According to Elberg, ‘D2C, on its own, is an interesting alternative for audiences who have specific tastes for one or two content sources. When there is an audience with heterogeneous tastes, as is generally the case, an ecosystem is required where the different contents coexist and we can harmonize the experience that we deliver to the consumer. Finally, the consumer is the one who decides. As super aggregators, we must be able to deliver to the consumer what they want to watch, when they want to watch it, and in the most appropriate way for their current situation. I believe that the future is on the side of this ecosystem, mounted on structures of super-aggregation’.

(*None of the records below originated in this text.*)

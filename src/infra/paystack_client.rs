//! Paystack-backed implementation of the MoMo gateway port.
//!
//! Charges are raised with the `mobile_money` channel and verified through
//! the transaction-verify endpoint. The subscription id travels in the
//! charge metadata and comes back on verification, which is how callbacks
//! find their subscription without trusting webhook payload contents.

use async_trait::async_trait;
use hmac::{Hmac, Mac};
use reqwest::{Client, StatusCode};
use secrecy::{ExposeSecret, SecretString};
use sha2::Sha512;
use uuid::Uuid;

use crate::{
    app_error::{AppError, AppResult},
    application::ports::momo_gateway::{
        ChargeInit, ChargePrompt, ChargeReference, ChargeRequest, MomoGatewayPort, VerifyOutcome,
    },
    domain::entities::subscription::Subscription,
};

pub const PAYSTACK_SIGNATURE_HEADER: &str = "x-paystack-signature";

/// Check the HMAC-SHA512 hex signature Paystack sends with every webhook.
pub fn verify_webhook_signature(secret: &str, body: &[u8], signature: &str) -> bool {
    let Ok(expected) = hex::decode(signature) else {
        return false;
    };
    let Ok(mut mac) = Hmac::<Sha512>::new_from_slice(secret.as_bytes()) else {
        return false;
    };
    mac.update(body);
    mac.verify_slice(&expected).is_ok()
}

#[derive(Clone)]
pub struct PaystackClient {
    client: Client,
    base_url: String,
    secret_key: SecretString,
}

impl PaystackClient {
    pub fn new(
        base_url: String,
        secret_key: SecretString,
        timeout_secs: u64,
    ) -> AppResult<Self> {
        let client = Client::builder()
            .timeout(std::time::Duration::from_secs(timeout_secs))
            .build()
            .map_err(|e| AppError::Internal(format!("Failed to build HTTP client: {e}")))?;
        Ok(Self {
            client,
            base_url,
            secret_key,
        })
    }

    fn auth_header(&self) -> String {
        format!("Bearer {}", self.secret_key.expose_secret())
    }

    fn map_request_error(e: reqwest::Error) -> AppError {
        if e.is_timeout() {
            AppError::GatewayTimeout
        } else {
            AppError::GatewayUnavailable
        }
    }

    async fn error_message(response: reqwest::Response) -> String {
        response
            .json::<serde_json::Value>()
            .await
            .ok()
            .and_then(|v| v["message"].as_str().map(str::to_string))
            .unwrap_or_else(|| "gateway rejected the request".to_string())
    }
}

fn parse_charge_init(data: &serde_json::Value) -> AppResult<ChargeInit> {
    let reference = data["reference"]
        .as_str()
        .ok_or_else(|| AppError::Internal("Charge response missing reference".into()))?;

    let prompt = if let Some(url) = data["authorization_url"].as_str() {
        ChargePrompt::Redirect {
            url: url.to_string(),
        }
    } else {
        ChargePrompt::MobilePrompt {
            display_text: data["display_text"]
                .as_str()
                .unwrap_or("Approve the payment prompt on your phone")
                .to_string(),
        }
    };

    Ok(ChargeInit {
        reference: ChargeReference::new(reference),
        prompt,
    })
}

fn parse_verify_outcome(body: serde_json::Value) -> VerifyOutcome {
    let data = &body["data"];
    let verified = data["status"].as_str() == Some("success");
    let amount_confirmed = data["amount"].as_i64();
    let gateway_code = data["gateway_response"]
        .as_str()
        .or(data["status"].as_str())
        .map(str::to_string);
    let subscription_id = data["metadata"]["subscription_id"]
        .as_str()
        .and_then(|s| Uuid::parse_str(s).ok());

    VerifyOutcome {
        verified,
        amount_confirmed,
        gateway_code,
        subscription_id,
        raw: body,
    }
}

#[async_trait]
impl MomoGatewayPort for PaystackClient {
    async fn initiate_charge(&self, request: &ChargeRequest) -> AppResult<ChargeInit> {
        let payload = serde_json::json!({
            // The gateway requires an email per charge; subscribers are
            // phone-identified, so a synthetic address is derived instead.
            "email": format!("{}@subscribers.momo.local", request.user_id.simple()),
            "amount": request.amount_pesewas,
            "currency": request.currency,
            "mobile_money": {
                "phone": request.phone,
                "provider": request.network.gateway_code(),
            },
            "metadata": {
                "subscription_id": request.subscription_id.to_string(),
                "user_id": request.user_id.to_string(),
                "tier": request.tier,
            },
        });

        let response = self
            .client
            .post(format!("{}/charge", self.base_url))
            .header("Authorization", self.auth_header())
            .json(&payload)
            .send()
            .await
            .map_err(Self::map_request_error)?;

        match response.status() {
            s if s.is_success() => {
                let body: serde_json::Value = response.json().await.map_err(|e| {
                    AppError::Internal(format!("Unparseable charge response: {e}"))
                })?;
                parse_charge_init(&body["data"])
            }
            StatusCode::BAD_REQUEST | StatusCode::UNPROCESSABLE_ENTITY => Err(
                AppError::InvalidPhoneOrNetwork(Self::error_message(response).await),
            ),
            s if s.is_server_error() => Err(AppError::GatewayUnavailable),
            s => Err(AppError::Internal(format!(
                "Unexpected gateway status {s} on charge"
            ))),
        }
    }

    async fn verify(&self, reference: &ChargeReference) -> AppResult<VerifyOutcome> {
        let response = self
            .client
            .get(format!(
                "{}/transaction/verify/{}",
                self.base_url,
                reference.as_str()
            ))
            .header("Authorization", self.auth_header())
            .send()
            .await
            .map_err(Self::map_request_error)?;

        match response.status() {
            s if s.is_success() => {
                let body: serde_json::Value = response.json().await.map_err(|e| {
                    AppError::Internal(format!("Unparseable verify response: {e}"))
                })?;
                Ok(parse_verify_outcome(body))
            }
            StatusCode::NOT_FOUND => Err(AppError::ReferenceNotFound),
            s if s.is_server_error() => Err(AppError::GatewayUnavailable),
            s => Err(AppError::Internal(format!(
                "Unexpected gateway status {s} on verify"
            ))),
        }
    }

    async fn cancel_mandate(&self, subscription: &Subscription) -> AppResult<bool> {
        // Charges here are payer-approved per cycle; there is no standing
        // mandate at the gateway to tear down. Local cancellation is the
        // whole operation.
        tracing::debug!(
            subscription_id = %subscription.id,
            "No gateway mandate to cancel for per-cycle charges"
        );
        Ok(true)
    }
}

Regarding the role of data in the process, Castro assured that ‘it is not only about recommending what we know that the consumer likes, but about recommending what the consumer likes. When we use the content recommender based on previous consumption patterns, or consumers with similar tastes, what we do is play it safe, that is, to recommend what we know the consumer likes. We are missing how to discover new content to offer the client, which, based on artificial intelligence, big data and other models, perhaps we can enhance’. Similarly, Rodriguez mentioned AMC’s experience with QR codes that they implemented in linear and on-demand channels, and assured that ‘they create added value to users, who become more familiar with the brand and the product, and we began to have information on user loyalty ”.
‘We must be careful when trying to monetize for something that the customer feels they are already paying for. We must find the right balance between the monetization between premiere titles that have a higher cost, and the experience of the customer, who expects to easily find something to watch on the platforms as a result of the bill they are already paying. We have the possibility of monetization, and artificial intelligence technologies can make it easier for us to find a much more direct link to what the client wants to watch, but if the client is going to get frustrated because all the content that we recommend is something that they have to pay for, I prefer not to have additional income’, said Elberg.